The purpose of this trip is to bring the famously sceptical but fabulously powerful Republican to this way of thinking, he says. "He likes an argument, he likes a row. He's a tough guy," he says of his new sparring partner. "I think it's very daring, very bold to have me on his plane. I'm very messy."
Sometimes the strain between the competing world-views has showed. On a visit to a market in Ghana, Bono pointed out American rice on sale. O'Neill "winced a bit" he said in an interview with CNN afterwards. "I took him to a neighbourhood where nobody has access to water and you have to pay to take a crap. Think about that," he said.
The trip has also exposed the contradictions in western policy towards Africa. On the eve of the trip, President Bush sharply hiked subsidies to US farmers, but at the same time, many African countries are struggling to implement painful liberalisation policies imposed by the International Monetary Fund and World Bank - both western controlled financial institutions.

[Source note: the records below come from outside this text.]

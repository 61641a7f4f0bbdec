//! Row-wise operators: map, filter, extend, project.

use std::collections::HashSet;

use tessera_core::{ColumnType, DynError, Error, Result, Value};
use tessera_tds::{ColumnData, RowView, Table, TableBuilder};

use crate::specs::{typed_column, ExtendSpec};

/// Evaluate `row_fn` once per row in row order; the result is fully
/// materialized, one value per row.
pub fn map<F>(table: &Table, row_fn: F) -> Result<Vec<Value>>
where
    F: Fn(&RowView<'_>) -> std::result::Result<Value, DynError>,
{
    let mut out = Vec::with_capacity(table.row_count());
    for r in 0..table.row_count() {
        out.push(row_fn(&RowView::new(table, r)).map_err(Error::eval)?);
    }
    Ok(out)
}

/// Keep rows for which the predicate returns true, preserving row order.
pub fn filter<F>(table: &Table, predicate: F) -> Result<Table>
where
    F: Fn(&RowView<'_>) -> std::result::Result<bool, DynError>,
{
    let mut dropped = HashSet::new();
    for r in 0..table.row_count() {
        if !predicate(&RowView::new(table, r)).map_err(Error::eval)? {
            dropped.insert(r);
        }
    }
    Ok(table.drop_rows(&dropped))
}

/// Append one computed column per spec, in the caller-given order. Each spec
/// runs over the table as it exists after the previous specs in the same
/// call, so later specs can reference earlier outputs.
pub fn extend(table: &Table, specs: &[ExtendSpec]) -> Result<Table> {
    let mut current = table.clone();
    for spec in specs {
        let mut values = Vec::with_capacity(current.row_count());
        for r in 0..current.row_count() {
            values.push(spec.eval(&RowView::new(&current, r))?);
        }
        let data = typed_column(&spec.name, spec.column_type, values)?;
        current = current.with_column(spec.name.clone(), data)?;
    }
    Ok(current)
}

/// Column spec over an arbitrary source record type, used by [`project`].
/// The function returns a collection; the single-row table takes its first
/// value, and an empty collection marks the whole row null.
pub struct ProjectSpec<S> {
    pub name: String,
    pub column_type: ColumnType,
    #[allow(clippy::type_complexity)]
    source_fn: Box<dyn Fn(&S) -> std::result::Result<Vec<Value>, DynError> + Send + Sync>,
}

impl<S> ProjectSpec<S> {
    pub fn new<F>(name: impl Into<String>, column_type: ColumnType, source_fn: F) -> Self
    where
        F: Fn(&S) -> std::result::Result<Vec<Value>, DynError> + Send + Sync + 'static,
    {
        Self {
            name: name.into(),
            column_type,
            source_fn: Box::new(source_fn),
        }
    }

    fn eval(&self, source: &S) -> Result<Vec<Value>> {
        (self.source_fn)(source).map_err(Error::eval)
    }
}

/// Build one single-row table per source object and concatenate them. An
/// object for which any spec yields an empty collection produces an all-null
/// row rather than failing.
pub fn project<S>(objects: &[S], specs: &[ProjectSpec<S>]) -> Result<Table> {
    let mut acc = {
        let mut builder = TableBuilder::new();
        for spec in specs {
            builder.add_column(spec.name.clone(), ColumnData::new(spec.column_type))?;
        }
        builder.finish()
    };

    for object in objects {
        let mut builder = TableBuilder::new();
        let mut any_empty = false;
        for spec in specs {
            let collected = spec.eval(object)?;
            if collected.is_empty() {
                any_empty = true;
            }
            let value = collected.into_iter().next().unwrap_or(Value::Null);
            let data = typed_column(&spec.name, spec.column_type, vec![value])?;
            builder.add_column(spec.name.clone(), data)?;
        }
        let mut row = builder.finish();
        if any_empty {
            row = row.with_all_null();
        }
        acc = acc.concatenate(&row)?;
    }
    Ok(acc)
}
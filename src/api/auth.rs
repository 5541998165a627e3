//! Admin registration and login endpoints.

use axum::{extract::State, Json};

use super::{error, success, ApiResult};
use crate::auth::{hash_password, verify_password};
use crate::errors::AppError;
use crate::models::{Admin, LoginRequest, RegisterRequest};
use crate::AppState;

/// POST /api/auth/register - Create an admin account.
pub async fn register(
    State(state): State<AppState>,
    Json(request): Json<RegisterRequest>,
) -> ApiResult<Admin> {
    let revision_id = state.repo.get_revision_id().await.unwrap_or(0);

    if request.full_name.trim().is_empty() {
        return error(
            AppError::Validation("Full name is required".to_string()),
            revision_id,
        );
    }
    if request.username.trim().is_empty() {
        return error(
            AppError::Validation("Username is required".to_string()),
            revision_id,
        );
    }
    if request.password.len() < 6 {
        return error(
            AppError::Validation("Password must be at least 6 characters".to_string()),
            revision_id,
        );
    }

    let hash = hash_password(&request.password);

    match state
        .repo
        .create_admin(request.full_name.trim(), request.username.trim(), &hash)
        .await
    {
        Ok(admin) => {
            let new_revision = state.repo.get_revision_id().await.unwrap_or(revision_id);
            success(admin, new_revision)
        }
        Err(e) => error(e, revision_id),
    }
}

/// POST /api/auth/login - Verify credentials and return the account.
///
/// A wrong username and a wrong password produce the same error, so the
/// response does not leak which accounts exist.
pub async fn login(
    State(state): State<AppState>,
    Json(request): Json<LoginRequest>,
) -> ApiResult<Admin> {
    let revision_id = state.repo.get_revision_id().await.unwrap_or(0);

    let credentials = match state.repo.find_credentials(&request.username).await {
        Ok(Some(c)) => c,
        Ok(None) => return error(AppError::InvalidCredentials, revision_id),
        Err(e) => return error(e, revision_id),
    };

    match verify_password(&request.password, &credentials.password_hash) {
        Ok(true) => success(credentials.admin, revision_id),
        Ok(false) => error(AppError::InvalidCredentials, revision_id),
        Err(e) => error(e, revision_id),
    }
}
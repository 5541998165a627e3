//! Dashboard summary endpoint.

use axum::extract::State;
use chrono::{Duration, Utc};
use serde::Serialize;

use super::{error, success, ApiResult};
use crate::models::{MatchPhase, MatchView, PlayerFilter};
use crate::AppState;

/// The counters and recent-match strip the console's dashboard shows.
#[derive(Debug, Clone, Serialize)]
#[serde(rename_all = "camelCase")]
pub struct DashboardSummary {
    pub total_matches: usize,
    pub live_matches: usize,
    pub total_teams: usize,
    pub total_players: usize,
    /// The four most recently created matches, newest first.
    pub recent_matches: Vec<MatchView>,
}

/// GET /api/dashboard - Aggregate counters derived at query time.
pub async fn get_dashboard(State(state): State<AppState>) -> ApiResult<DashboardSummary> {
    let revision_id = state.repo.get_revision_id().await.unwrap_or(0);

    let matches = match state.repo.list_matches().await {
        Ok(m) => m,
        Err(e) => return error(e, revision_id),
    };
    let resulted = match state.repo.resulted_match_ids().await {
        Ok(ids) => ids,
        Err(e) => return error(e, revision_id),
    };
    let teams = match state.repo.list_teams().await {
        Ok(t) => t,
        Err(e) => return error(e, revision_id),
    };
    let players = match state.repo.list_players(&PlayerFilter::default()).await {
        Ok(p) => p,
        Err(e) => return error(e, revision_id),
    };
    let recent = match state.repo.recent_matches(4).await {
        Ok(r) => r,
        Err(e) => return error(e, revision_id),
    };

    let now = Utc::now().naive_utc();
    let window = Duration::minutes(state.config.live_window_minutes);

    let live_matches = matches
        .iter()
        .filter(|m| m.phase_at(now, resulted.contains(&m.id), window) == MatchPhase::Live)
        .count();

    let recent_matches = recent
        .into_iter()
        .map(|m| {
            let phase = m.phase_at(now, resulted.contains(&m.id), window);
            MatchView { record: m, phase }
        })
        .collect();

    success(
        DashboardSummary {
            total_matches: matches.len(),
            live_matches,
            total_teams: teams.len(),
            total_players: players.len(),
            recent_matches,
        },
        revision_id,
    )
}
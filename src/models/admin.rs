//! Administrator accounts for the console's credential registry.

use serde::{Deserialize, Serialize};

/// An administrator account. The password hash is never serialized; it
/// lives only in [`AdminCredentials`] for verification.
#[derive(Debug, Clone, Serialize, Deserialize)]
#[serde(rename_all = "camelCase")]
pub struct Admin {
    pub id: String,
    pub username: String,
    pub full_name: String,
    pub created_at: String,
}

/// Internal pairing of an account with its stored password hash.
#[derive(Debug, Clone)]
pub struct AdminCredentials {
    pub admin: Admin,
    pub password_hash: String,
}

/// Request body for creating a new administrator account.
#[derive(Debug, Clone, Deserialize)]
#[serde(rename_all = "camelCase")]
pub struct RegisterRequest {
    pub full_name: String,
    pub username: String,
    pub password: String,
}

/// Request body for a login attempt.
#[derive(Debug, Clone, Deserialize)]
#[serde(rename_all = "camelCase")]
pub struct LoginRequest {
    pub username: String,
    pub password: String,
}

Bono brought the issue up with the South African President, Mr Thabo Mbeki, on Thursday. When reporters asked for clarification of the US position afterwards, a spokesman tartly replied that the secretary's "preference is for a world without trade preferences".

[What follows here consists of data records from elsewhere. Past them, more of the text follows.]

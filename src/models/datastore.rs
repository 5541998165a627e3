//! Full-snapshot view of every collection, for clients that still want to
//! hydrate in one request like the localStorage console did.

use serde::Serialize;

use super::{Match, MatchResult, MediaItem, Notification, Player, Stat, Team};

#[derive(Debug, Clone, Serialize)]
#[serde(rename_all = "camelCase")]
pub struct Datastore {
    pub schema_version: i64,
    pub revision_id: i64,
    pub generated_at: String,
    pub matches: Vec<Match>,
    pub teams: Vec<Team>,
    pub players: Vec<Player>,
    pub stats: Vec<Stat>,
    pub results: Vec<MatchResult>,
    pub media: Vec<MediaItem>,
    pub notifications: Vec<Notification>,
}

/// Revision info for cheap staleness checks.
#[derive(Debug, Clone, Serialize)]
#[serde(rename_all = "camelCase")]
pub struct RevisionInfo {
    pub revision_id: i64,
    pub generated_at: String,
}
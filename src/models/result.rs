//! Recorded match results.

use serde::{Deserialize, Serialize};

/// The final score of a match. The winner is derived once when the result
/// is recorded and never recomputed, even if the match record changes.
#[derive(Debug, Clone, Serialize, Deserialize)]
#[serde(rename_all = "camelCase")]
pub struct MatchResult {
    pub id: String,
    pub match_id: String,
    pub team_a: String,
    pub team_b: String,
    pub score_a: i64,
    pub score_b: i64,
    /// Winning team name, or `"Draw"` on equal scores.
    pub winner: String,
    pub sport: String,
    pub created_at: String,
}

/// Request body for recording a result. Team names and sport are copied
/// from the referenced match, not trusted from the client.
#[derive(Debug, Clone, Deserialize)]
#[serde(rename_all = "camelCase")]
pub struct RecordResultRequest {
    pub match_id: String,
    pub score_a: i64,
    pub score_b: i64,
}

/// Strictly greater score wins; equal scores are a draw.
pub fn derive_winner(team_a: &str, team_b: &str, score_a: i64, score_b: i64) -> String {
    if score_a > score_b {
        team_a.to_string()
    } else if score_b > score_a {
        team_b.to_string()
    } else {
        "Draw".to_string()
    }
}
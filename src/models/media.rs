//! Uploaded media. Payloads are inline data URLs, so the configured byte
//! cap is what keeps the database at a workable size.

use serde::{Deserialize, Serialize};

#[derive(Debug, Clone, Copy, PartialEq, Eq, Serialize, Deserialize)]
#[serde(rename_all = "lowercase")]
pub enum MediaKind {
    Image,
    Video,
}

impl MediaKind {
    pub fn as_str(&self) -> &'static str {
        match self {
            MediaKind::Image => "image",
            MediaKind::Video => "video",
        }
    }

    pub fn from_str(s: &str) -> Option<Self> {
        match s {
            "image" => Some(MediaKind::Image),
            "video" => Some(MediaKind::Video),
            _ => None,
        }
    }
}

#[derive(Debug, Clone, Serialize, Deserialize)]
#[serde(rename_all = "camelCase")]
pub struct MediaItem {
    pub id: String,
    pub title: String,
    #[serde(rename = "type")]
    pub kind: MediaKind,
    /// Inline `data:` URL.
    pub data: String,
    pub file_name: String,
    #[serde(skip_serializing_if = "Option::is_none")]
    pub match_id: Option<String>,
    pub sport: String,
    /// Human-readable payload size, computed at upload time.
    pub size: String,
    pub created_at: String,
}

#[derive(Debug, Clone, Deserialize)]
#[serde(rename_all = "camelCase")]
pub struct UploadMediaRequest {
    pub title: String,
    #[serde(rename = "type")]
    pub kind: MediaKind,
    pub data: String,
    pub file_name: String,
    #[serde(default)]
    pub match_id: Option<String>,
    #[serde(default)]
    pub sport: String,
}

/// Format a byte count the way the console's media grid displays it.
pub fn human_size(bytes: usize) -> String {
    const KIB: f64 = 1024.0;
    let b = bytes as f64;
    if b < KIB {
        format!("{} B", bytes)
    } else if b < KIB * KIB {
        format!("{:.1} KB", b / KIB)
    } else {
        format!("{:.1} MB", b / (KIB * KIB))
    }
}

According to British aid agency Oxfam, such trade barriers cost developing countries $100 billion a year - twice as much as they receive in aid. The European Union is the worst offender followed closely by the US and Japan, it says in a recent report.

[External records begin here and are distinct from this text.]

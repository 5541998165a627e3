//! Result recording endpoints.

use axum::{extract::State, Json};

use super::{error, success, ApiResult};
use crate::errors::AppError;
use crate::models::{MatchResult, RecordResultRequest};
use crate::AppState;

/// GET /api/results - List all results, newest first.
pub async fn list_results(State(state): State<AppState>) -> ApiResult<Vec<MatchResult>> {
    let revision_id = state.repo.get_revision_id().await.unwrap_or(0);

    match state.repo.list_results().await {
        Ok(results) => success(results, revision_id),
        Err(e) => error(e, revision_id),
    }
}

/// POST /api/results - Record the final score of a match.
pub async fn record_result(
    State(state): State<AppState>,
    Json(request): Json<RecordResultRequest>,
) -> ApiResult<MatchResult> {
    let revision_id = state.repo.get_revision_id().await.unwrap_or(0);

    if request.match_id.trim().is_empty() {
        return error(
            AppError::Validation("Match id is required".to_string()),
            revision_id,
        );
    }
    if request.score_a < 0 || request.score_b < 0 {
        return error(
            AppError::Validation("Scores must be non-negative".to_string()),
            revision_id,
        );
    }

    match state.repo.create_result(&request).await {
        Ok(result) => {
            let new_revision = state.repo.get_revision_id().await.unwrap_or(revision_id);
            success(result, new_revision)
        }
        Err(e) => error(e, revision_id),
    }
}
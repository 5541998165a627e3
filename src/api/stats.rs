//! Stat endpoints, including CSV export.

use axum::{
    extract::{Path, Query, State},
    Json,
};

use super::{error, success, ApiResult, CsvFile, CsvResult};
use crate::csv;
use crate::errors::{AppError, AppErrorWithRevision};
use crate::models::{CreateStatRequest, Stat, StatFilter, StatKind, UpdateStatRequest};
use crate::AppState;

/// GET /api/stats - List stats, with optional `q`, `college` and `sport`
/// filters.
pub async fn list_stats(
    State(state): State<AppState>,
    Query(filter): Query<StatFilter>,
) -> ApiResult<Vec<Stat>> {
    let revision_id = state.repo.get_revision_id().await.unwrap_or(0);

    match state.repo.list_stats(&filter).await {
        Ok(stats) => success(stats, revision_id),
        Err(e) => error(e, revision_id),
    }
}

/// POST /api/stats - Create a stat entry.
pub async fn create_stat(
    State(state): State<AppState>,
    Json(request): Json<CreateStatRequest>,
) -> ApiResult<Stat> {
    let revision_id = state.repo.get_revision_id().await.unwrap_or(0);

    for (value, label) in [
        (&request.sport, "Sport"),
        (&request.college, "College"),
        (&request.stat_name, "Stat name"),
        (&request.stat_value, "Stat value"),
    ] {
        if value.trim().is_empty() {
            return error(
                AppError::Validation(format!("{} is required", label)),
                revision_id,
            );
        }
    }
    if request.kind == StatKind::Player
        && request.player_id.as_deref().unwrap_or("").trim().is_empty()
    {
        return error(
            AppError::Validation("Player stats require a playerId".to_string()),
            revision_id,
        );
    }

    match state.repo.create_stat(&request).await {
        Ok(stat) => {
            let new_revision = state.repo.get_revision_id().await.unwrap_or(revision_id);
            success(stat, new_revision)
        }
        Err(e) => error(e, revision_id),
    }
}

/// PUT /api/stats/:id - Patch a stat entry. Absent fields keep their prior
/// value.
pub async fn update_stat(
    State(state): State<AppState>,
    Path(id): Path<String>,
    Json(request): Json<UpdateStatRequest>,
) -> ApiResult<Stat> {
    let revision_id = state.repo.get_revision_id().await.unwrap_or(0);

    match state.repo.update_stat(&id, &request).await {
        Ok(stat) => {
            let new_revision = state.repo.get_revision_id().await.unwrap_or(revision_id);
            success(stat, new_revision)
        }
        Err(e) => error(e, revision_id),
    }
}

/// DELETE /api/stats/:id - Delete a stat entry.
pub async fn delete_stat(State(state): State<AppState>, Path(id): Path<String>) -> ApiResult<()> {
    let revision_id = state.repo.get_revision_id().await.unwrap_or(0);

    match state.repo.delete_stat(&id).await {
        Ok(()) => {
            let new_revision = state.repo.get_revision_id().await.unwrap_or(revision_id);
            success((), new_revision)
        }
        Err(e) => error(e, revision_id),
    }
}

/// GET /api/stats/export - Download all stats as CSV.
pub async fn export_stats(State(state): State<AppState>) -> CsvResult {
    let revision_id = state.repo.get_revision_id().await.unwrap_or(0);

    let stats = state
        .repo
        .list_stats(&StatFilter::default())
        .await
        .map_err(|e| AppErrorWithRevision {
            error: e,
            revision_id,
        })?;

    let rows: Vec<Vec<String>> = stats
        .into_iter()
        .map(|s| {
            vec![
                s.id,
                s.kind.as_str().to_string(),
                s.sport,
                s.college,
                s.player_id.unwrap_or_default(),
                s.stat_name,
                s.stat_value,
                s.created_at,
            ]
        })
        .collect();

    Ok(CsvFile {
        file_name: "stats.csv",
        body: csv::render(
            &[
                "id", "type", "sport", "college", "playerId", "statName", "statValue", "createdAt",
            ],
            &rows,
        ),
    })
}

Tomorrow, the two men arrive in Uganda, one of Africa's rare aid success stories. The government of President Yoweri Museveni is a darling of western donors, including Ireland, who pay for over 50 per cent of the national budget. Bono wants to show O'Neill how the forgiveness of $90 million in debt has helped to double school-enrolment numbers.
On Monday they will visit Lukia Semanobe, an AIDS widow who has successfully built up a small market café with the help of loans from Finca, a large micro-credit institution part funded by the US government. Yesterday Ms Semanobe was preparing to welcome the high-powered delegation.
"O'Neill? Bono? I have no idea who they are," she said with a broad smile, echoing the puzzlement of many Africans about the fuss, "but still I will welcome them."
The two men are choosing together which projects to visit. O'Neill has chosen self-help projects like Ms Semanobe's café, Bono is choosing the water projects, AIDS clinics and slums.
Despite its successes, however, some say that foreign aid to Uganda can be harmful.
EARLIER this week, Harvard economist and Bono ally Jeffrey Sachs stirred up debate by suggesting that the IMF wanted to impose a cap on government health spending. It would do so to prevent a sudden influx of life-saving funds - such as from the new Global Fund for Aids - sparking inflation and damaging economic competitiveness. Such an argument was "preposterous", he argued in a widely circulated letter. "This is life and death, not a game," he said.
The row neatly encapsulate the deep differences between Bono and O'Neill - whether African countries should concentrate first on entering the global economy or on saving the lives of people dying from AIDS and other preventable diseases.
Their "odd couple" double act has already notched up one major achievement - attracting widespread coverage for "dry" issues such as fair trade and debt relief on powerful media outlets as diverse as CNN and MTV.
Whether the Irish rock star will manage to persuade his new friend that US policy must be urgently changed - as well as those of the powerful IMF and World Bank - remains to be seen.